Work request: Starting at the line with "pub use list::run_list;" and going on through the line with "to start from", reproduce each line in the records below exactly and nothing more.

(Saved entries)
BEGIN
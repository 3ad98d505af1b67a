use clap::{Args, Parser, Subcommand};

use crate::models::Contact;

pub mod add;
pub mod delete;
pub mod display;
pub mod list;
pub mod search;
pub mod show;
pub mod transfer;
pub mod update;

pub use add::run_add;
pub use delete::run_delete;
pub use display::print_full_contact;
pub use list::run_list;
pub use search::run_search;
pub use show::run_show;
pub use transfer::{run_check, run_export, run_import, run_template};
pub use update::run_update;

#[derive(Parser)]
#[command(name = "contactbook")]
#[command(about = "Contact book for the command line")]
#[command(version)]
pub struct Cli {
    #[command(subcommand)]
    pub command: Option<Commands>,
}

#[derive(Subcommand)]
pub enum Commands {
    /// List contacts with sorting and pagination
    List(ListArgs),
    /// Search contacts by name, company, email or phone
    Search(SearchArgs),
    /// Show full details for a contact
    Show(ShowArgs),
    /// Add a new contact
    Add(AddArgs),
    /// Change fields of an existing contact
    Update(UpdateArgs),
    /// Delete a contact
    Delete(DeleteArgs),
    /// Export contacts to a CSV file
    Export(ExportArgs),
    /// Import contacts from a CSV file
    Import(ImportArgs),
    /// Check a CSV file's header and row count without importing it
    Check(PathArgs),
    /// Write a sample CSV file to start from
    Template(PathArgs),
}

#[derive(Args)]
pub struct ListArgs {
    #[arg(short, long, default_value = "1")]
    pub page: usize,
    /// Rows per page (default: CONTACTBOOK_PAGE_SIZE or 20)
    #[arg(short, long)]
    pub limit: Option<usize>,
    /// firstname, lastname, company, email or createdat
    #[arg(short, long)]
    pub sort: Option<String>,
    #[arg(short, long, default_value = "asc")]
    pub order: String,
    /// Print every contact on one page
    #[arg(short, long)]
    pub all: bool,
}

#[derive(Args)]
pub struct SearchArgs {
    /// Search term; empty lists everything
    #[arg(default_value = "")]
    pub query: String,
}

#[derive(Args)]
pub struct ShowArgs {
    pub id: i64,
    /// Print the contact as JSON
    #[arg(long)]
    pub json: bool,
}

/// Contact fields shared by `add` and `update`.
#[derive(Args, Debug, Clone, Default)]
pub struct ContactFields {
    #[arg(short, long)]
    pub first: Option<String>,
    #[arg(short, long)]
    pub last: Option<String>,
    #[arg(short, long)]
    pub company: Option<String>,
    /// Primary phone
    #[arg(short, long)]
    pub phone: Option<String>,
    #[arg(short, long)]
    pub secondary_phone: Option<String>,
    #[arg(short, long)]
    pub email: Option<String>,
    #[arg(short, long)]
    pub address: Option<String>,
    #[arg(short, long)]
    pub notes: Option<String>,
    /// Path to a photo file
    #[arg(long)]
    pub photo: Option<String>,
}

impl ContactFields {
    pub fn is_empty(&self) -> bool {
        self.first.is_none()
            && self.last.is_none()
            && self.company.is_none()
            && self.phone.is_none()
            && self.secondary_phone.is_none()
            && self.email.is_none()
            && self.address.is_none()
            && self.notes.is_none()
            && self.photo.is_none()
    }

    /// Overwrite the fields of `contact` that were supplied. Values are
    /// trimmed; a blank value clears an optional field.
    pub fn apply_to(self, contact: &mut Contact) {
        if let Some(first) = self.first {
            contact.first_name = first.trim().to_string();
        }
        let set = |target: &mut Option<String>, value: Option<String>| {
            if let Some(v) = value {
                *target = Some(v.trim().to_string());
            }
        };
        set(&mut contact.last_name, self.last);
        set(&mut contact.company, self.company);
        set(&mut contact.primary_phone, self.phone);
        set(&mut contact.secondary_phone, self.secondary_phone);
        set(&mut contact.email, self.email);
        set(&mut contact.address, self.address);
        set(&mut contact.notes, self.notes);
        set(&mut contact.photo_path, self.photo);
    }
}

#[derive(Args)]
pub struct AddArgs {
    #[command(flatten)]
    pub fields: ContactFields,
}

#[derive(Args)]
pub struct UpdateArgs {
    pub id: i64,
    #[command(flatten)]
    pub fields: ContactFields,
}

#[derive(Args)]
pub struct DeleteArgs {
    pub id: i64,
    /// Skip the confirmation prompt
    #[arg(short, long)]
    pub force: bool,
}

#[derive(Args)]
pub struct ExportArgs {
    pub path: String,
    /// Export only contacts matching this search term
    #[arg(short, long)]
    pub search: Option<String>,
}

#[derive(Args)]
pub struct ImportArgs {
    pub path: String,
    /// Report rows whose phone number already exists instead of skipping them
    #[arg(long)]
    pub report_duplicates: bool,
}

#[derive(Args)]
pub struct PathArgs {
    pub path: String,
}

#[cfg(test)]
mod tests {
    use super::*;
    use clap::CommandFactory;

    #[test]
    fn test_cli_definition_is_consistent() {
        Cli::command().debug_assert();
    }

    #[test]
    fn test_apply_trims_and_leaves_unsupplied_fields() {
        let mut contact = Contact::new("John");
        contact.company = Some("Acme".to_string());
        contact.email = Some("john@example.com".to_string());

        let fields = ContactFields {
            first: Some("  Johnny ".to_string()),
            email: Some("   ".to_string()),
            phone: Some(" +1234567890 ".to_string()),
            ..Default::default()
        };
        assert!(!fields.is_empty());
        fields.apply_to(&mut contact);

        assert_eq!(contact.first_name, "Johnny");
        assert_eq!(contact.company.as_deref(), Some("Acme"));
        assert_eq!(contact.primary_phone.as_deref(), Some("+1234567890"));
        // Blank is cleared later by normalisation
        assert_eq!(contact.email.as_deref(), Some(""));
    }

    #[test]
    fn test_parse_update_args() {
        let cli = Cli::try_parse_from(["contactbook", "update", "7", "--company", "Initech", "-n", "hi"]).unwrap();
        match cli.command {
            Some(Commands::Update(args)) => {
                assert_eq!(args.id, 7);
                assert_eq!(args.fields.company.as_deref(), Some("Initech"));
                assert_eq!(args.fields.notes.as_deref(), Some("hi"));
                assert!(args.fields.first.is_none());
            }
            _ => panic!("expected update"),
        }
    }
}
END
Your solution:
pub use list::run_list;
pub use search::run_search;
pub use show::run_show;
pub use transfer::{run_check, run_export, run_import, run_template};
pub use update::run_update;

#[derive(Parser)]
#[command(name = "contactbook")]
#[command(about = "Contact book for the command line")]
#[command(version)]
pub struct Cli {
    #[command(subcommand)]
    pub command: Option<Commands>,
}

#[derive(Subcommand)]
pub enum Commands {
    /// List contacts with sorting and pagination
    List(ListArgs),
    /// Search contacts by name, company, email or phone
    Search(SearchArgs),
    /// Show full details for a contact
    Show(ShowArgs),
    /// Add a new contact
    Add(AddArgs),
    /// Change fields of an existing contact
    Update(UpdateArgs),
    /// Delete a contact
    Delete(DeleteArgs),
    /// Export contacts to a CSV file
    Export(ExportArgs),
    /// Import contacts from a CSV file
    Import(ImportArgs),
    /// Check a CSV file's header and row count without importing it
    Check(PathArgs),
    /// Write a sample CSV file to start from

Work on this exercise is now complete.